▶ Raw data
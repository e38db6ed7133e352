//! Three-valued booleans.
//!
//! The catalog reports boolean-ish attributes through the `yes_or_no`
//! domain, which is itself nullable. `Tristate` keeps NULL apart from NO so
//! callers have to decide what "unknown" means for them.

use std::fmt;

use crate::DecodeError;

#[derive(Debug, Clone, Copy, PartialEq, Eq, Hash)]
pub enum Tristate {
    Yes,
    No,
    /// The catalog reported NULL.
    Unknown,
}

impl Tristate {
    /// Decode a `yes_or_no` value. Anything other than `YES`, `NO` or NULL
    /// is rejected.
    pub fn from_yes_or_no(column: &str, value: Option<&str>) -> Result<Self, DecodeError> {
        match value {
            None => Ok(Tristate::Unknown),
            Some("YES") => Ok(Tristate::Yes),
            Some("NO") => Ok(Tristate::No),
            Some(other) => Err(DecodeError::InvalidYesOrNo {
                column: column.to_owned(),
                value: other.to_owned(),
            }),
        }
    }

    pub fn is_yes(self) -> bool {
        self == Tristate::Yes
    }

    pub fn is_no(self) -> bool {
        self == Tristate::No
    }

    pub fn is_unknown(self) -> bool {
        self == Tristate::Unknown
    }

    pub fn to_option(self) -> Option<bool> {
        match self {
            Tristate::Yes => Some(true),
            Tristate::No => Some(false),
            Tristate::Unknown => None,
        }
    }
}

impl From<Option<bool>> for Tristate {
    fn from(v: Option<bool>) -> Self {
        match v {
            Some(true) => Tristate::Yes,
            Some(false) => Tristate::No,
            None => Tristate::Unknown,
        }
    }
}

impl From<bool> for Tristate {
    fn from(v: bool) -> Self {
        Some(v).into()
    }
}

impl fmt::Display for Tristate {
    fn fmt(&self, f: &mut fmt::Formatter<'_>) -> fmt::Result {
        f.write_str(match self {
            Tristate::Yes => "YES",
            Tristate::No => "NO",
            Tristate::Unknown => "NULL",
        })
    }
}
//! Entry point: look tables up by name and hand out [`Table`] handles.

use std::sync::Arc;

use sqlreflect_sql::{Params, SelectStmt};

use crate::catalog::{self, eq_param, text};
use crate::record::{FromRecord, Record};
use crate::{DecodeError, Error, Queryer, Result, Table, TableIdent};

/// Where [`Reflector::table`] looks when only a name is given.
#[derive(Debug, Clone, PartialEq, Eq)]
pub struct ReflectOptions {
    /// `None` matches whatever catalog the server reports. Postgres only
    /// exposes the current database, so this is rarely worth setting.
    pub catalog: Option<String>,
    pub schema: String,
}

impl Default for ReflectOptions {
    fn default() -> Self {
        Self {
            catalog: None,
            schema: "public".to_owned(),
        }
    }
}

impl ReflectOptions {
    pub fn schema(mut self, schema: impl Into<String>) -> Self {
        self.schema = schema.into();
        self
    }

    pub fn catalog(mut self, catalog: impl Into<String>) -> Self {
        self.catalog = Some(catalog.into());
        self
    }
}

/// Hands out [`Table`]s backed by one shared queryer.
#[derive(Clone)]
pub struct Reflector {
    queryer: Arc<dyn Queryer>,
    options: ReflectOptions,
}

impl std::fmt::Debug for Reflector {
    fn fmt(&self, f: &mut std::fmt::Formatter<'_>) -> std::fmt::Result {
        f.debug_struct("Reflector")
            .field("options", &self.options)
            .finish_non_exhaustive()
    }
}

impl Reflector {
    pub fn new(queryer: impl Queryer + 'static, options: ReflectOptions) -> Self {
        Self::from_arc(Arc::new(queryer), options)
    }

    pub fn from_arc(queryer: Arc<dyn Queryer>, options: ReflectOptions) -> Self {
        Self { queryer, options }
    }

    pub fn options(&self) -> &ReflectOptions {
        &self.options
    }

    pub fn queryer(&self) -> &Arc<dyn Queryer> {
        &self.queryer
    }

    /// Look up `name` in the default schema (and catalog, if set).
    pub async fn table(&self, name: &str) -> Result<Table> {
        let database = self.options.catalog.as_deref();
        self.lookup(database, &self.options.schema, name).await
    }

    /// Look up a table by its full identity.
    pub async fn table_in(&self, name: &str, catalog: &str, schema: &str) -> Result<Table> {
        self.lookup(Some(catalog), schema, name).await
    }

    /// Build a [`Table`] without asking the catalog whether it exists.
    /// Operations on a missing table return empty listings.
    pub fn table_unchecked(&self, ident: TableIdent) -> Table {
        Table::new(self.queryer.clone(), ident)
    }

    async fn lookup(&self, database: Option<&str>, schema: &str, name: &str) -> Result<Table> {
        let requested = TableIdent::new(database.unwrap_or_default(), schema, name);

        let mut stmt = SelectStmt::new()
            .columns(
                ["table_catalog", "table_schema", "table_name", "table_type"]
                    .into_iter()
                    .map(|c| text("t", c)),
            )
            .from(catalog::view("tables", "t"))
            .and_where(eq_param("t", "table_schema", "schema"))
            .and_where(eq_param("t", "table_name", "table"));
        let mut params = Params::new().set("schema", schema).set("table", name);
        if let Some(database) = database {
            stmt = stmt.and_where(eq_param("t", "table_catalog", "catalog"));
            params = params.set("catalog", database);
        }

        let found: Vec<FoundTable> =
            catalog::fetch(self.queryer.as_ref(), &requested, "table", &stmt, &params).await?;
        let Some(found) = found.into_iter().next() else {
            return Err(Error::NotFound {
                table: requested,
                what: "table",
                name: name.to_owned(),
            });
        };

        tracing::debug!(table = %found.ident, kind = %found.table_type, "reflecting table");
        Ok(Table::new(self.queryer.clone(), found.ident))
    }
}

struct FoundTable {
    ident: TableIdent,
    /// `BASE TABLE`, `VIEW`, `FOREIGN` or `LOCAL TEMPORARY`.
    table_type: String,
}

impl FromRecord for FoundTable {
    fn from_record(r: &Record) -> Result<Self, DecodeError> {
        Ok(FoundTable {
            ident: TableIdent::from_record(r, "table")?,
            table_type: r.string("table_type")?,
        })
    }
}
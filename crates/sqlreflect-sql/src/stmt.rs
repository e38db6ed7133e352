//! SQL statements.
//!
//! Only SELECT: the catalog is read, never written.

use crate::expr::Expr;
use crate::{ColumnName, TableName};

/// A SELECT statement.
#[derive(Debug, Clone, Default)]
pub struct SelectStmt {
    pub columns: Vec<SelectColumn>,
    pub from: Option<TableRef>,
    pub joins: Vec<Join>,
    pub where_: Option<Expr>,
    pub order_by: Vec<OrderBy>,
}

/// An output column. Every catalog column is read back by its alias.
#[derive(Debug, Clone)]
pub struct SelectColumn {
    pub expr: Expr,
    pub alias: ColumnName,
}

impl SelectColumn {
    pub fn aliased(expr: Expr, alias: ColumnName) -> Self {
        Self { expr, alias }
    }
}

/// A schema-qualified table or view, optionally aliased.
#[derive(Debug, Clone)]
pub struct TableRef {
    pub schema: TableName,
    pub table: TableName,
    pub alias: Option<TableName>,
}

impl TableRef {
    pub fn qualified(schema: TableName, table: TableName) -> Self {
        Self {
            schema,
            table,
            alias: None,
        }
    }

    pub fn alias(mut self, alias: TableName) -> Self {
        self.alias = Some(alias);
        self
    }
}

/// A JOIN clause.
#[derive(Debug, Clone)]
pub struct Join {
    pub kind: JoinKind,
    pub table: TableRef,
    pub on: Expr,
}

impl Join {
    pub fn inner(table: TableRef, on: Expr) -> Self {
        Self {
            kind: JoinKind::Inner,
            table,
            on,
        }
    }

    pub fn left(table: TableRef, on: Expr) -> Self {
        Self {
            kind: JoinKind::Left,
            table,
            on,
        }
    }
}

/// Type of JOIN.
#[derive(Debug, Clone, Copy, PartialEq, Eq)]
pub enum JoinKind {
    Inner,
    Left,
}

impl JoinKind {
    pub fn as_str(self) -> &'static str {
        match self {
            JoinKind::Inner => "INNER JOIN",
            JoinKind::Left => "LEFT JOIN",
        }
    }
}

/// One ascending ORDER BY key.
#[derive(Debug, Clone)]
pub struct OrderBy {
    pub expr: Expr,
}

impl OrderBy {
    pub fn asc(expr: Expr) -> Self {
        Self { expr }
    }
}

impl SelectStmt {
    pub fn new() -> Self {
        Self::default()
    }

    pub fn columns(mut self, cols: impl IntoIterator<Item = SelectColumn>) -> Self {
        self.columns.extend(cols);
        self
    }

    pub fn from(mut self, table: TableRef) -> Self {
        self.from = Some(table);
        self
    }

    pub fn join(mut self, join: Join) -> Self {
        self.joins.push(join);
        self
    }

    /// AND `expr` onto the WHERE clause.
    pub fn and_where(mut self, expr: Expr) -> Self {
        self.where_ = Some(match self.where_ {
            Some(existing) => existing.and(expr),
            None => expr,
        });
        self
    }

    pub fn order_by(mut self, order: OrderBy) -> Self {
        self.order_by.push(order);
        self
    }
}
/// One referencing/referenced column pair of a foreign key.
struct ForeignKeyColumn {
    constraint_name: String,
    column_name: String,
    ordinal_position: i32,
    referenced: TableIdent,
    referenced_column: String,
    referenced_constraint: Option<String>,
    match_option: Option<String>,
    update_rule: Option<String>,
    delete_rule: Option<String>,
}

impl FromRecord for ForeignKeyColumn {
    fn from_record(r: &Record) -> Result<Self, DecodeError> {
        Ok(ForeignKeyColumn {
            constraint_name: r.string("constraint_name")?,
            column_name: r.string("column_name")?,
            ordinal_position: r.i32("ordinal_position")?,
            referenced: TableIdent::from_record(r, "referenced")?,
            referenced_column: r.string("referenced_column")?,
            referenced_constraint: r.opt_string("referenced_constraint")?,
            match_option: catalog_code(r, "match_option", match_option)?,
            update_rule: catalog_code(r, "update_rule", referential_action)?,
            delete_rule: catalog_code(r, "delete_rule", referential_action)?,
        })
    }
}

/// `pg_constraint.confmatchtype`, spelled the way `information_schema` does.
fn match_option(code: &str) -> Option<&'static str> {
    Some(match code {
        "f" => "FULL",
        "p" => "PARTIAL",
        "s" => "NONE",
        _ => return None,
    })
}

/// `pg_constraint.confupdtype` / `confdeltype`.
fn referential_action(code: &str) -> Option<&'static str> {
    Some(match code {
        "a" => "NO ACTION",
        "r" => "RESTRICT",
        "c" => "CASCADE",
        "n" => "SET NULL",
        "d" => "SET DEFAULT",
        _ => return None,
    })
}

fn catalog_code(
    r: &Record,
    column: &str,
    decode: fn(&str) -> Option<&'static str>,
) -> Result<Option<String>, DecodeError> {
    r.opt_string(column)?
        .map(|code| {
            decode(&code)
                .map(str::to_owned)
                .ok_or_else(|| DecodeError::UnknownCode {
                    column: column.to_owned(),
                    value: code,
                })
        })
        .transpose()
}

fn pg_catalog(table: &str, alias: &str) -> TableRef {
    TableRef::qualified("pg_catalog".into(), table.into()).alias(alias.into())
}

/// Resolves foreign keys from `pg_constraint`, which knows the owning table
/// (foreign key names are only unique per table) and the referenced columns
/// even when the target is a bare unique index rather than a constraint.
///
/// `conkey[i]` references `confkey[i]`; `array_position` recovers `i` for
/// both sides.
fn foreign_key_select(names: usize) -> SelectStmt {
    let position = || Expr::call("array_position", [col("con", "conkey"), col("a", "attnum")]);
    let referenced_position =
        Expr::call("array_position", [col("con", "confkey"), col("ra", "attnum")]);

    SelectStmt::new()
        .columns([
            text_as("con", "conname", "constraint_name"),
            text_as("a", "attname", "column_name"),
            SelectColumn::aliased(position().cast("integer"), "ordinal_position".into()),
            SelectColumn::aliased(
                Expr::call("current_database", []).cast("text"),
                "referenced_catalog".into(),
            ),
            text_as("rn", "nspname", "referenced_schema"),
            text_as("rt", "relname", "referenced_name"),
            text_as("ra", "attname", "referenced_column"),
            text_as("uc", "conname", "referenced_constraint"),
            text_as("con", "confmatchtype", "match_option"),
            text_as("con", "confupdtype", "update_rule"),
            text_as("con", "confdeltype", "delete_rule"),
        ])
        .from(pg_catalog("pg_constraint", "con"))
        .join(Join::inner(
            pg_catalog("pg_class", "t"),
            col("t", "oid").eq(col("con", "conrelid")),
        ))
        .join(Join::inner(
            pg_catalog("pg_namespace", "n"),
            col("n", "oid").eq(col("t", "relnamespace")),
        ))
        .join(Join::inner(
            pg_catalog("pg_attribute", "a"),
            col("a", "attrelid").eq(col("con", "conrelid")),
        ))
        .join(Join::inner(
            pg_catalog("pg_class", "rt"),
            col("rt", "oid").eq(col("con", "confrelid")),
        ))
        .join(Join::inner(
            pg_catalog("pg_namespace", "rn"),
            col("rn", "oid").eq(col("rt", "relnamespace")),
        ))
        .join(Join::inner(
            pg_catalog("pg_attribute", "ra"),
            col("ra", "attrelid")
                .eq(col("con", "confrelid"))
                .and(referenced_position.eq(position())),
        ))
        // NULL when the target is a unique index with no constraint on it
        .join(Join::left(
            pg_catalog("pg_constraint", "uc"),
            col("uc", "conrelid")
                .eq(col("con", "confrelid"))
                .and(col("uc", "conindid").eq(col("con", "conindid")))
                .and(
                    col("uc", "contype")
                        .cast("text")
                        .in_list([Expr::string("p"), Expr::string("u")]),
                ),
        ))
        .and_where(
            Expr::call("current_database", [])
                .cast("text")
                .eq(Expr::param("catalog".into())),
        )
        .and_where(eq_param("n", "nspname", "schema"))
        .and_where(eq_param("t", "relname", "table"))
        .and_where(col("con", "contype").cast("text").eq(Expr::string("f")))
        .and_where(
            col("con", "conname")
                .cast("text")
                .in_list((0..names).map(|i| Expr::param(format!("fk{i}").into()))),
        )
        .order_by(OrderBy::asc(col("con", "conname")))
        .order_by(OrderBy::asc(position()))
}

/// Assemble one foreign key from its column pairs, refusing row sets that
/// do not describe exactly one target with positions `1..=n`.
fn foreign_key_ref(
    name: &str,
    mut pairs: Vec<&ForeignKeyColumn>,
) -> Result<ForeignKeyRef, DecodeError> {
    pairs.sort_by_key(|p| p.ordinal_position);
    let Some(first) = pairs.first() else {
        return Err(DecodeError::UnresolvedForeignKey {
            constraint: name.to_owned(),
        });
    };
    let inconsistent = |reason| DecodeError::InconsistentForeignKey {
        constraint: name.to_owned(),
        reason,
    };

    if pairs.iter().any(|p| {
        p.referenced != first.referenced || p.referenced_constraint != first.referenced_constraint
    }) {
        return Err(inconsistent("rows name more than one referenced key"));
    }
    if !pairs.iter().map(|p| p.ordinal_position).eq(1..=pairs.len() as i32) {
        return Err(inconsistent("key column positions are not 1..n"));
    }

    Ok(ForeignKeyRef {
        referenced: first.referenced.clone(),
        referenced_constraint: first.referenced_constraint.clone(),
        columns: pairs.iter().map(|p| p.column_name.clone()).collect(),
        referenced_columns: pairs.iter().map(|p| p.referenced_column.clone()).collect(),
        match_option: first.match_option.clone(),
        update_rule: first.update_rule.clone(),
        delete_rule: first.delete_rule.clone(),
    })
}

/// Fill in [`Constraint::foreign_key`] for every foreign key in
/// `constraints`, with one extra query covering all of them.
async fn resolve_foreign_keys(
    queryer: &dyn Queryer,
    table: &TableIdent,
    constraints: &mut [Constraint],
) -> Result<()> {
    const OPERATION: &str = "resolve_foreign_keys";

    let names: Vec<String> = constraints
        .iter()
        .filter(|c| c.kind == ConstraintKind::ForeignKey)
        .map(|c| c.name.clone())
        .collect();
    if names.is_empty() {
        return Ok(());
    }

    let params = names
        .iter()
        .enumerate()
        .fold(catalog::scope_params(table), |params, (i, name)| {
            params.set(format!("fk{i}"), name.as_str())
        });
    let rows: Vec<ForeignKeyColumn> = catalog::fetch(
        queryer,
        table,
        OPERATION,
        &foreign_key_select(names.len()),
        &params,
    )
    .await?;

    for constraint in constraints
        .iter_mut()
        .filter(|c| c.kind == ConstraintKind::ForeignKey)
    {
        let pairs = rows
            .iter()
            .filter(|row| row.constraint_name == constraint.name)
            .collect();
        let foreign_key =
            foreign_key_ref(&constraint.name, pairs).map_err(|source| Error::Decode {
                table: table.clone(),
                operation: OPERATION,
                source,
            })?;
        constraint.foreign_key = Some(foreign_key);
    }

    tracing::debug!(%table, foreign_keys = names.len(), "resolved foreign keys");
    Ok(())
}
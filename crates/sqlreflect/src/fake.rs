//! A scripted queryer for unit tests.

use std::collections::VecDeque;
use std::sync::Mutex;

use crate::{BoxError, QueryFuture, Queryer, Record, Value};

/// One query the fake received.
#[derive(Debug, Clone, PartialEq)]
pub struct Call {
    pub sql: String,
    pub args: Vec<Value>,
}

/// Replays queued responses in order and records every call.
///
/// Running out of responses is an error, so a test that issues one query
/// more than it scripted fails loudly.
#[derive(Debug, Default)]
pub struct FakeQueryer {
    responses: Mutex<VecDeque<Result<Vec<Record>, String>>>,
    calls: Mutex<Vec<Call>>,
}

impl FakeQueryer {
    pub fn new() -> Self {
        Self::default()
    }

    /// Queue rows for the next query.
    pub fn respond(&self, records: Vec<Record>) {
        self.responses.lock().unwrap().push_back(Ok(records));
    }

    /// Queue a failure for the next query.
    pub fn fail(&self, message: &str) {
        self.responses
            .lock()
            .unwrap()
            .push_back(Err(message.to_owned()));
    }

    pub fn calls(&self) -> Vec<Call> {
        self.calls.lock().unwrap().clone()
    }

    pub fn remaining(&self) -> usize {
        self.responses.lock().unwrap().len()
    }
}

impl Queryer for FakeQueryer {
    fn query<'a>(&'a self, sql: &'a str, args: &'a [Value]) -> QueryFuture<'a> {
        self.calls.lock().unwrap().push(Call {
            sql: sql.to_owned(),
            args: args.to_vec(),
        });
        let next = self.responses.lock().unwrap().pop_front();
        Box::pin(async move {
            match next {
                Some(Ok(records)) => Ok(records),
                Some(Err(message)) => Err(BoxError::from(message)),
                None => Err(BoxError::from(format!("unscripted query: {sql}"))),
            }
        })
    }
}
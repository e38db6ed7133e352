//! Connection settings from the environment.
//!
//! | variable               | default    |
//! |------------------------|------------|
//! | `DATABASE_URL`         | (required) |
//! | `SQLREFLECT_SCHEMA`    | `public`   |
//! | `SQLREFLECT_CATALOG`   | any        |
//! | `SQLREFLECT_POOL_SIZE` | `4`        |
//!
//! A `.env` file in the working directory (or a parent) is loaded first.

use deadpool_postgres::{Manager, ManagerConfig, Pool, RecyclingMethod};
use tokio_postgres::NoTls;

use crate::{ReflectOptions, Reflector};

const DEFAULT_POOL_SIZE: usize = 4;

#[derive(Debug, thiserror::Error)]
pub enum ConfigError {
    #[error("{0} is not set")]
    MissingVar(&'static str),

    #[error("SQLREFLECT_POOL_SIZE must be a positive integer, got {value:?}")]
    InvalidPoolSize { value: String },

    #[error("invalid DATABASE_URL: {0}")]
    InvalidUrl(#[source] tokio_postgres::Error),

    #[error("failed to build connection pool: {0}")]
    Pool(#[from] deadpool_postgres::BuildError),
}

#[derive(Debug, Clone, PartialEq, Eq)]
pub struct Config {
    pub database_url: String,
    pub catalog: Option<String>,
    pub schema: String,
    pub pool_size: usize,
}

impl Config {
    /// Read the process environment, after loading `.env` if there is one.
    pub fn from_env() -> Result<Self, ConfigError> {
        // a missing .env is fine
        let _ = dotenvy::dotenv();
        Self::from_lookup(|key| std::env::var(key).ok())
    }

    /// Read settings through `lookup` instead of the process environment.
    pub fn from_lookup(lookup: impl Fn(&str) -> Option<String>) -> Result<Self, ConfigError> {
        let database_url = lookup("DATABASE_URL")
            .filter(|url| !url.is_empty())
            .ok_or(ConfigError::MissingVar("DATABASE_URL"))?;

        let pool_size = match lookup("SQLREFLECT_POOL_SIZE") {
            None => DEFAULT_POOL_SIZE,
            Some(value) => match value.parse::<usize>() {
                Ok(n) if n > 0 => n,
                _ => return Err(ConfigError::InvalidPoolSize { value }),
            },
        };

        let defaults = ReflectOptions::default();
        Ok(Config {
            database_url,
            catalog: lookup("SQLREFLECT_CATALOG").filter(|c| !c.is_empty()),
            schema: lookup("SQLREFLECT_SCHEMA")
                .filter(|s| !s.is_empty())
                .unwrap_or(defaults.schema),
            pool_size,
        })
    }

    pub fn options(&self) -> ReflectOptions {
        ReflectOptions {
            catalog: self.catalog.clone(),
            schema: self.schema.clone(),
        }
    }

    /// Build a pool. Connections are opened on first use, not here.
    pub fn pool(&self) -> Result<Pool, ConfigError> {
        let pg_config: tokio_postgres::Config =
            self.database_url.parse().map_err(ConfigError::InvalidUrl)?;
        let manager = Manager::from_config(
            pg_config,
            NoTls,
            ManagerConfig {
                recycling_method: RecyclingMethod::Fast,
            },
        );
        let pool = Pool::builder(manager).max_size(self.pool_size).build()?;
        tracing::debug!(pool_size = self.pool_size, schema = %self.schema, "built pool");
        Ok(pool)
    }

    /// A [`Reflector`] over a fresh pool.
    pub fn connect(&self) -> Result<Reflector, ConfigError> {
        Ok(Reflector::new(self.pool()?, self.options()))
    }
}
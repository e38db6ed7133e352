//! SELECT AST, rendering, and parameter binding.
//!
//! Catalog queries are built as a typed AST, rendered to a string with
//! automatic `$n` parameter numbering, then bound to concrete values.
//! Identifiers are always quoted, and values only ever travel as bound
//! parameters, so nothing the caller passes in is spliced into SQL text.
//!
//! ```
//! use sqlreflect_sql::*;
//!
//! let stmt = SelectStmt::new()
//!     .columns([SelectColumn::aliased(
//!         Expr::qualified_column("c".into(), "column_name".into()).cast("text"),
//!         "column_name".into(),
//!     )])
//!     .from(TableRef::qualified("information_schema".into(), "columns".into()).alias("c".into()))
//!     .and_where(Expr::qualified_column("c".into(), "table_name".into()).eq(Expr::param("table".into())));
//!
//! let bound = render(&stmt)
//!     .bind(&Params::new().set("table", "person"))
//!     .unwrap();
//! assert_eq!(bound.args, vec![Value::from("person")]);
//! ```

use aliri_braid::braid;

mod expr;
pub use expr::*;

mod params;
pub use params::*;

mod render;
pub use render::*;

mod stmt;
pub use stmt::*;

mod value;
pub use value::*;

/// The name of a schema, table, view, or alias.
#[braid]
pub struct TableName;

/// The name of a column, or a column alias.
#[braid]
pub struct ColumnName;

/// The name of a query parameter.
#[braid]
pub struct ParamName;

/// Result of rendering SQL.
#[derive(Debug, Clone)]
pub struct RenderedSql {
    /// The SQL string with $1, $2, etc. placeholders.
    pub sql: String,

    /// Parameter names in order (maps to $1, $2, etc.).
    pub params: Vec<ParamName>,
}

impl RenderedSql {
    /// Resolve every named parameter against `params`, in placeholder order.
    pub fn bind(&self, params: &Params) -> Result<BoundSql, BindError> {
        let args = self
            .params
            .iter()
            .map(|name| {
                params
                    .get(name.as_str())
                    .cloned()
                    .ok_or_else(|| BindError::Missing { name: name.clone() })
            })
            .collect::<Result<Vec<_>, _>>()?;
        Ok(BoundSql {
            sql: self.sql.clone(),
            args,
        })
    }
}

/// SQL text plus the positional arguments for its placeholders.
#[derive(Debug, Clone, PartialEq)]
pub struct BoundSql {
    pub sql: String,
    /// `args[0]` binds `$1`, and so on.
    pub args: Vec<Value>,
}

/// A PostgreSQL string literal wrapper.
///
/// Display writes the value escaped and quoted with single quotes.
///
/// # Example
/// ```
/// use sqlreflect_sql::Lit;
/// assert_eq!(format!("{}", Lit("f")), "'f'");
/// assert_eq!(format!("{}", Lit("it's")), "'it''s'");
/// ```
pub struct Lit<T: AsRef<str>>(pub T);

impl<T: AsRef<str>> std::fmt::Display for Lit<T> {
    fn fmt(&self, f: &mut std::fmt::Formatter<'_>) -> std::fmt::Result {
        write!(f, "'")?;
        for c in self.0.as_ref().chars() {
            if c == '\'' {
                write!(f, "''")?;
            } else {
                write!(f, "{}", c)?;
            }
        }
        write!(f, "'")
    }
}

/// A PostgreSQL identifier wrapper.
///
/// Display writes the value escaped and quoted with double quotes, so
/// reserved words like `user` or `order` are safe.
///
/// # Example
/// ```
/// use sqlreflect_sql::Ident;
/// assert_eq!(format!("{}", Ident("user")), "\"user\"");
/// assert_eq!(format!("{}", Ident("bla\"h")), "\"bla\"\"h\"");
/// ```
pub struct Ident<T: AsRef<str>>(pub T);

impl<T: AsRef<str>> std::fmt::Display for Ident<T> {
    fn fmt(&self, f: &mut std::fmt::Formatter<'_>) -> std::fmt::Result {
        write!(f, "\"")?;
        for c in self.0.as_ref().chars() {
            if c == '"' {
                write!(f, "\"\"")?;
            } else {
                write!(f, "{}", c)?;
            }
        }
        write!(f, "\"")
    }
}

▶ Exercise goal
Word for word, reproduce the listing from its first line through the line that has "use crate::DecodeError;" in it, and go no further.

▶ Task response
repository e38db6ed7133e352
//! Three-valued booleans.
//!
//! The catalog reports boolean-ish attributes through the `yes_or_no`
//! domain, which is itself nullable. `Tristate` keeps NULL apart from NO so
//! callers have to decide what "unknown" means for them.

use std::fmt;

use crate::DecodeError;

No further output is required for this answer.